В канун без преувеличения космической битвы с амалекитянами “сказал Моше Йеошуа: “Выбери нам мужей и выйди, сразись с Амалеком. Завтра я стану на вершине холма, и посох Б-жий – в моей руке”. И сделал Йеошуа, как сказал ему Моше сразиться с Амалеком. А Моше, Аарон и Хур взошли на вершину холма. И было, когда поднятою держал Моше свою руку, одолевал Израиль, а когда опускал свою руку, одолевал Амалек. И руки Моше тяжелы”1. Раши комментирует слова “руки Моше тяжелы” так: “Поскольку он не проявил должного рвения в исполнении заповеди2 и назначил другого вместо себя, руки его отяжелели3 “.

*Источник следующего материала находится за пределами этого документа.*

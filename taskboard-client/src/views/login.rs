/// Login and registration form
///
/// One form, two modes. Errors and confirmations are shown inline; toggling
/// the mode clears both. Every successful sign-up or sign-in also upserts
/// the user's profile row so it exists before the board loads.
///
/// # Example
///
/// ```
/// use std::sync::Arc;
/// use taskboard_client::adapters::{MemoryBackend, MemoryCredentialStore, PasswordAuth};
/// use taskboard_client::views::{AuthMode, LoginForm};
///
/// # async fn example() -> Result<(), Box<dyn std::error::Error>> {
/// let backend = MemoryBackend::new();
/// let auth = Arc::new(PasswordAuth::new(
///     MemoryCredentialStore::new(),
///     "test-secret-key-at-least-32-bytes-long",
/// ));
/// let mut form = LoginForm::new(auth, Arc::new(backend));
///
/// form.toggle_mode();
/// assert_eq!(form.mode(), AuthMode::SignUp);
/// form.email = "ana@example.com".to_string();
/// form.password = "hunter22".to_string();
/// form.submit().await?;
///
/// form.toggle_mode();
/// let session = form.submit().await?;
/// assert!(session.is_some());
/// # Ok(())
/// # }
/// ```

use crate::auth::{AuthProvider, Identity, Session};
use crate::error::SyncError;
use crate::store::RemoteStore;
use std::sync::Arc;

pub const SIGN_UP_MESSAGE: &str = "Registration successful! You can now sign in.";

#[derive(Debug, Clone, Copy, PartialEq, Eq, Default)]
pub enum AuthMode {
    #[default]
    SignIn,
    SignUp,
}

pub struct LoginForm {
    auth: Arc<dyn AuthProvider>,
    store: Arc<dyn RemoteStore>,
    mode: AuthMode,
    pub email: String,
    pub password: String,
    error: Option<String>,
    message: Option<String>,
}

impl LoginForm {
    pub fn new(auth: Arc<dyn AuthProvider>, store: Arc<dyn RemoteStore>) -> Self {
        Self {
            auth,
            store,
            mode: AuthMode::SignIn,
            email: String::new(),
            password: String::new(),
            error: None,
            message: None,
        }
    }

    pub fn mode(&self) -> AuthMode {
        self.mode
    }

    pub fn error(&self) -> Option<&str> {
        self.error.as_deref()
    }

    pub fn message(&self) -> Option<&str> {
        self.message.as_deref()
    }

    /// Switches between sign-in and sign-up
    pub fn toggle_mode(&mut self) {
        self.mode = match self.mode {
            AuthMode::SignIn => AuthMode::SignUp,
            AuthMode::SignUp => AuthMode::SignIn,
        };
        self.error = None;
        self.message = None;
    }

    /// Submits the form in the current mode
    ///
    /// Sign-up yields `Ok(None)` and a confirmation message; sign-in yields
    /// the new session.
    pub async fn submit(&mut self) -> Result<Option<Session>, SyncError> {
        self.error = None;
        self.message = None;

        let result = match self.mode {
            AuthMode::SignUp => self.auth.sign_up(&self.email, &self.password).await.map(|identity| {
                (identity, None)
            }),
            AuthMode::SignIn => self
                .auth
                .sign_in(&self.email, &self.password)
                .await
                .map(|session| (session.user.clone(), Some(session))),
        };

        let (identity, session) = match result {
            Ok(ok) => ok,
            Err(e) => {
                let message = e.to_string();
                tracing::debug!(mode = ?self.mode, error = %message, "Authentication failed");
                self.error = Some(message.clone());
                return Err(SyncError::Auth(message));
            }
        };

        self.sync_profile(&identity).await;

        if session.is_none() {
            self.message = Some(SIGN_UP_MESSAGE.to_string());
        }
        Ok(session)
    }

    /// Ends the session
    pub async fn sign_out(&mut self) -> Result<(), SyncError> {
        self.auth
            .sign_out()
            .await
            .map_err(|e| SyncError::Auth(e.to_string()))
    }

    async fn sync_profile(&self, identity: &Identity) {
        if let Err(e) = self.store.upsert_profile(identity.id, &identity.email).await {
            tracing::error!(user_id = %identity.id, error = %e, "Error syncing user profile");
        }
    }
}

#[cfg(test)]
mod tests {
    use super::*;
    use crate::adapters::{MemoryBackend, MemoryCredentialStore, PasswordAuth};

    const SECRET: &str = "test-secret-key-at-least-32-bytes-long";

    fn form() -> (LoginForm, MemoryBackend, Arc<PasswordAuth<MemoryCredentialStore>>) {
        let backend = MemoryBackend::new();
        let auth = Arc::new(PasswordAuth::new(MemoryCredentialStore::new(), SECRET));
        let form = LoginForm::new(auth.clone(), Arc::new(backend.clone()));
        (form, backend, auth)
    }

    #[tokio::test]
    async fn test_sign_up_sets_message() {
        let (mut form, backend, auth) = form();
        form.toggle_mode();
        form.email = "ana@example.com".to_string();
        form.password = "hunter22".to_string();

        assert!(form.submit().await.unwrap().is_none());
        assert_eq!(form.message(), Some(SIGN_UP_MESSAGE));
        assert!(form.error().is_none());
        assert!(auth.current_session().is_none());
        assert_eq!(backend.users_by_email(&["ana@example.com".to_string()]).await.unwrap().len(), 1);
    }

    #[tokio::test]
    async fn test_bad_credentials_shown_inline() {
        let (mut form, _, _) = form();
        form.email = "ana@example.com".to_string();
        form.password = "nope-nope".to_string();

        let err = form.submit().await.unwrap_err();
        assert!(matches!(err, SyncError::Auth(_)));
        assert_eq!(form.error(), Some("Invalid login credentials"));
    }

    #[tokio::test]
    async fn test_toggle_clears_feedback() {
        let (mut form, _, _) = form();
        form.email = "ana@example.com".to_string();
        form.password = "nope-nope".to_string();
        let _ = form.submit().await;
        assert!(form.error().is_some());

        form.toggle_mode();
        assert!(form.error().is_none());
        assert!(form.message().is_none());
    }

    #[tokio::test]
    async fn test_sign_in_survives_profile_failure() {
        let (mut form, backend, auth) = form();
        auth.sign_up("ana@example.com", "hunter22").await.unwrap();
        backend.fail_writes(Some("offline"));

        form.email = "ana@example.com".to_string();
        form.password = "hunter22".to_string();
        let session = form.submit().await.unwrap();

        assert!(session.is_some());
        assert!(form.error().is_none());
    }
}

На первый взгляд, цель Раши – объяснить, что, хотя “руки Моше тяжелы” по-простому означает “все время тяжелы” (скорее всего, потому что Моше был немолод), на самом деле это была очень специфическая ситуация и то, что руки Моше отяжелели, не было результатом усталости или старческого бессилия, не дай Б-г, но только потому, что Моше “не проявил должного рвения”.

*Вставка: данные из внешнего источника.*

//! # Taskboard Shared Library
//!
//! Backend plumbing used by the Taskboard client.
//!
//! ## Module Organization
//!
//! - `models`: Tasks, users, comments and auth identities with their SQL
//! - `db`: Connection pool and migrations
//! - `auth`: Password hashing and session tokens
//! - `events`: Row change events and their stream encoding
//! - `redis`: Redis Streams writer and reader for change events

pub mod auth;
pub mod db;
pub mod events;
pub mod models;
pub mod redis;

/// Current version of the Taskboard shared library
pub const VERSION: &str = env!("CARGO_PKG_VERSION");

#[cfg(test)]
mod tests {
    use super::*;

    #[test]
    fn test_version_is_set() {
        assert!(!VERSION.is_empty());
    }
}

Выше, когда речь заходит о причине, по которой ангел (обернувшись змеем) пытался умертвить Моше4, Раши пишет: “Ангел хотел умертвить, потому что Моше не сделал обрезания своему сыну Элиэзеру. За то, что проявил небрежность, он навлек на себя смертную кару. Мы учим: “Рабби Йоси сказал: “Упаси Б-же! Моше не проявил небрежности, он подумал: “Сделать обрезание и отправиться в путь – тогда в опасности будет младенец на протяжении трех дней. Сделать обрезание и задержаться на три дня – Святой, благословен Он, повелел мне: “Возвратись в Египет”. За что же ему кара? За то, что прежде всего стал заботиться о ночлеге. Так в трактате Hедapuм [32а]. Ангел принял вид змеи и проглотил его от головы до бедра, отпустил, а затем вновь проглотил его от ног до того же места. Ципора поняла, что это - за [промедление] с обрезанием”. Раши не пишет, что толкование рабби Йоси – мидраш. Т. е. он приводит его толкование как соответствующее прямому смыслу Писания. Оставляя сейчас в стороне все прочее, констатируем: согласно прямому смыслу Писания, упаси Б-г допускать, что Моше мог проявить небрежность в исполнении заповеди. И даже когда, следуя прямому смыслу Писания, есть все основания полагать, что так и было (как в случае с обрезанием Элиэзера), Раши находит необходимым привести также и другое объяснение (пусть и не такое убедительное, как первое), согласно которому Моше, не дай Б-г, не пренебрегал исполнением заповеди. Соответственно, вопрос: почему, объясняя причину, по которой руки Моше были тяжелы, Раши не приводит (хотя бы в качестве альтернативного), объяснение, согласно которому, упаси Б-г сказать, что Моше не проявил должного рвения в исполнении заповеди?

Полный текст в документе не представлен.